A indústria de roupas outdoor Patagonia é outro exemplo de ativismo corporativo associado ao DNA da marca. Curiosamente, a empresa também nasceu nos anos de transição do hippismo para o ativismo politico dos anos 70 e desde aquela época defende o uso sustentável dos recursos naturais na indústria de vestuário. A empresa se apresenta publicamente como uma companhia ativista, registrando em seu site (em tradução livre): “Na Patagônia, a proteção e preservação do meio ambiente não é o que fazemos de extra. É a razão pela qual estamos no negócio e do trabalho de todos os dias.”
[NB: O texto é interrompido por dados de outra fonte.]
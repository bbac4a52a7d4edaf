use std::fmt;
use std::sync::Arc;

use regex::Regex;
use serde::Deserialize;

use crate::InterpolateError;
use crate::InterpolateResult;

/// Extension of source map assets. Builtin replacements skip these by default.
pub const SOURCE_MAP_EXTENSION: &str = ".map";

/// A user supplied predicate over an asset path.
#[derive(Clone)]
pub struct PathPredicate(Arc<dyn Fn(&str) -> bool + Send + Sync>);

impl PathPredicate {
	pub fn new(predicate: impl Fn(&str) -> bool + Send + Sync + 'static) -> Self {
		Self(Arc::new(predicate))
	}

	pub fn call(&self, path: &str) -> bool {
		(self.0)(path)
	}
}

impl fmt::Debug for PathPredicate {
	fn fmt(&self, f: &mut fmt::Formatter<'_>) -> fmt::Result {
		f.write_str("PathPredicate(..)")
	}
}

/// One declared matcher, as written in `interpolate.toml` or built in code.
///
/// ```toml
/// exclude = true                    # constant
/// exclude = ".map"                  # substring containment
/// exclude = { regex = "\\.map$" }   # regular expression test
/// exclude = ["assets/", ".js"]      # every matcher must pass
/// ```
///
/// Predicates can only be constructed programmatically.
#[derive(Debug, Clone, Deserialize)]
#[serde(untagged)]
#[non_exhaustive]
pub enum MatcherOption {
	/// Matches every path (`true`) or none (`false`).
	Bool(bool),
	/// Matches paths containing this string.
	Substring(String),
	/// Matches paths the regular expression finds a match in.
	Regex { regex: String },
	/// Matches paths the function returns `true` for.
	#[serde(skip)]
	Predicate(PathPredicate),
}

impl MatcherOption {
	pub fn regex(source: impl Into<String>) -> Self {
		Self::Regex {
			regex: source.into(),
		}
	}

	pub fn predicate(predicate: impl Fn(&str) -> bool + Send + Sync + 'static) -> Self {
		Self::Predicate(PathPredicate::new(predicate))
	}
}

impl From<bool> for MatcherOption {
	fn from(value: bool) -> Self {
		Self::Bool(value)
	}
}

impl From<&str> for MatcherOption {
	fn from(value: &str) -> Self {
		Self::Substring(value.to_string())
	}
}

impl From<String> for MatcherOption {
	fn from(value: String) -> Self {
		Self::Substring(value)
	}
}

/// A single matcher option or a list of options that must all pass.
#[derive(Debug, Clone, Deserialize)]
#[serde(untagged)]
#[non_exhaustive]
pub enum MatcherSpec {
	All(Vec<MatcherOption>),
	One(MatcherOption),
}

impl From<MatcherOption> for MatcherSpec {
	fn from(value: MatcherOption) -> Self {
		Self::One(value)
	}
}

impl From<bool> for MatcherSpec {
	fn from(value: bool) -> Self {
		Self::One(value.into())
	}
}

impl From<&str> for MatcherSpec {
	fn from(value: &str) -> Self {
		Self::One(value.into())
	}
}

impl From<Vec<MatcherOption>> for MatcherSpec {
	fn from(value: Vec<MatcherOption>) -> Self {
		Self::All(value)
	}
}

/// A normalized matcher: every declared form reduced to something that can
/// answer `(path) -> bool`.
#[derive(Debug, Clone)]
pub enum Matcher {
	Always(bool),
	Substring(String),
	Pattern(Regex),
	Predicate(PathPredicate),
}

impl Matcher {
	/// Normalize a declared option. Regular expressions are compiled here, so
	/// an invalid one is reported as soon as the matcher is built.
	pub fn from_option(option: &MatcherOption) -> InterpolateResult<Self> {
		let matcher = match option {
			MatcherOption::Bool(value) => Self::Always(*value),
			MatcherOption::Substring(needle) => Self::Substring(needle.clone()),
			MatcherOption::Regex { regex } => {
				let compiled = Regex::new(regex).map_err(|e| {
					InterpolateError::InvalidMatcher {
						matcher: regex.clone(),
						reason: e.to_string(),
					}
				})?;
				Self::Pattern(compiled)
			}
			MatcherOption::Predicate(predicate) => Self::Predicate(predicate.clone()),
		};

		Ok(matcher)
	}

	pub fn matches(&self, path: &str) -> bool {
		match self {
			Self::Always(value) => *value,
			Self::Substring(needle) => path.contains(needle.as_str()),
			Self::Pattern(regex) => regex.is_match(path),
			Self::Predicate(predicate) => predicate.call(path),
		}
	}
}

/// A conjunction of matchers. An empty list matches every path.
#[derive(Debug, Clone)]
pub struct PathMatcher {
	matchers: Vec<Matcher>,
}

impl PathMatcher {
	/// A matcher that answers `value` for every path.
	pub fn constant(value: bool) -> Self {
		Self {
			matchers: vec![Matcher::Always(value)],
		}
	}

	/// Normalize and combine a declared spec.
	pub fn from_spec(spec: &MatcherSpec) -> InterpolateResult<Self> {
		let matchers = match spec {
			MatcherSpec::One(option) => vec![Matcher::from_option(option)?],
			MatcherSpec::All(options) => {
				options
					.iter()
					.map(Matcher::from_option)
					.collect::<InterpolateResult<Vec<_>>>()?
			}
		};

		Ok(Self { matchers })
	}

	/// Normalize an optional spec, falling back to a constant when absent.
	pub fn from_optional_spec(spec: Option<&MatcherSpec>, default: bool) -> InterpolateResult<Self> {
		spec.map_or_else(|| Ok(Self::constant(default)), Self::from_spec)
	}

	/// The default exclusion for builtin replacements: source maps.
	pub fn source_maps() -> Self {
		Self {
			matchers: vec![Matcher::Predicate(PathPredicate::new(|path| {
				path.ends_with(SOURCE_MAP_EXTENSION)
			}))],
		}
	}

	pub fn matches(&self, path: &str) -> bool {
		self.matchers.iter().all(|matcher| matcher.matches(path))
	}
}

impl From<Matcher> for PathMatcher {
	fn from(matcher: Matcher) -> Self {
		Self {
			matchers: vec![matcher],
		}
	}
}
A Body Shop é mais uma empresa que nasceu com um DNA ativista (também nos anos 70!), de recusa a testes com animais e uso de elementos naturais em seus produtos. O aspecto de ativismo foi muito fortalecido nos anos 80, incluindo várias campanhas em conjunto com o Greenpeace. A marca foi comprada em 2006 pela gigante francesa de cosméticos L’Óreal mas ambas empresas nunca chegaram realmente a se fortalecer mutuamente.

A recente compra da Body Shop pela Natura junta duas marcas com uma identidade semelhante. Resta saber qual será o impacto para a gigante brasileira, cujo posicionamento de marca no campo da sustentabilidade parece não ser mais um diferencial tão significativo como antes. Será a Natura capaz (ou terá o interesse de) tornar-se uma empresa realmente ativista, incorporando o melhor do DNA da Body Shop?

Pode-se argumentar que Ben & Jerry, Patagonia e Body Shop já nasceram com esta pegada ativista. Mas como fica isso em empresas tradicionais? Temos um exemplo recente com a gigante Procter & Gamble, dona de marcas como Pumpers, Oral-B e Gillette, e que está corajosamente apoiando um debate público nos Estados Unidos sobre racismo e empoderamento da comunidade negra.

Com a campanha “My Black is Beautiful” a empresa busca estimular um debate público sobre os preconceitos e discriminações que atormentam o cotidiano dos afro-americanos. Um vídeo lançado recentemente no contexto da campanha, chamado “The Talk”, já foi assistido mais de 2 milhões de vezes e vem gerando muita polêmica, ao estimular que as famílias negras falem sobre – e tornem transparentes – os diversos tipos de preconceitos sofridos no dia-a-dia.

Alguns anos atrás a empresa já havia feito uma grande campanha ao redor do tema de equidade de gênero, tema que continua na pauta da empresa com o lançamento este ano, às vésperas do Dia Internacional da Mulher da campanha “We See Equal”.

O porta-voz da P&G explica a lógica por trás deste ativismo: “Fazemos isso porque acreditamos que falar sobre esses tópicos leva a uma maior compreensão e que isso resulta em mudanças. No cerne disso, acreditamos fortemente na equidade, de forma a termos um mundo que não só é bom para a sociedade, mas para os negócios”.

Particularmente não tenho dúvida de que uma empresa com o porte e capilaridade da P&G ao empurrar debates como estes, do racismo ou inequidade de gêneros, tem um impacto positivo na sociedade como um todo. O que, no médio prazo, ajuda a fortalecer a marca, apesar dos ataques que esta possa sofrer dos haters neste mundo polarizado em que vivemos.

Acho o mesmo para a Skol, quando resolve finalmente deixar para trás a propaganda baseada em mulheres gostosonas na praia e investir da diversidade dos consumidores.

As contradições existirão sempre. Assim como a tentação de capitalizar as ações de ativismo social apenas do ponto de vista de marketing. Mas acho o movimento extremamente positivo. Há, claro, um desafio interno dentro das corporações de formar profissionais capazes de lidar com esta nova dinâmica, de dialogar com a sociedade em termos que ultrapassam o mero posicionamento de marca ou de produto. Mas até aí vemos algumas inciativas interessantes, como a já citada Ben & Jerry quando abre espaço para um posto como o de “Gerente de Ativismo”.

Não tenho dúvida de que este movimento logo será seguindo por outras empresas, abrindo novas frentes no mercado de trabalho, novas reflexões e gerando novas polêmicas. Mas na média, a sociedade como um todo se beneficiará.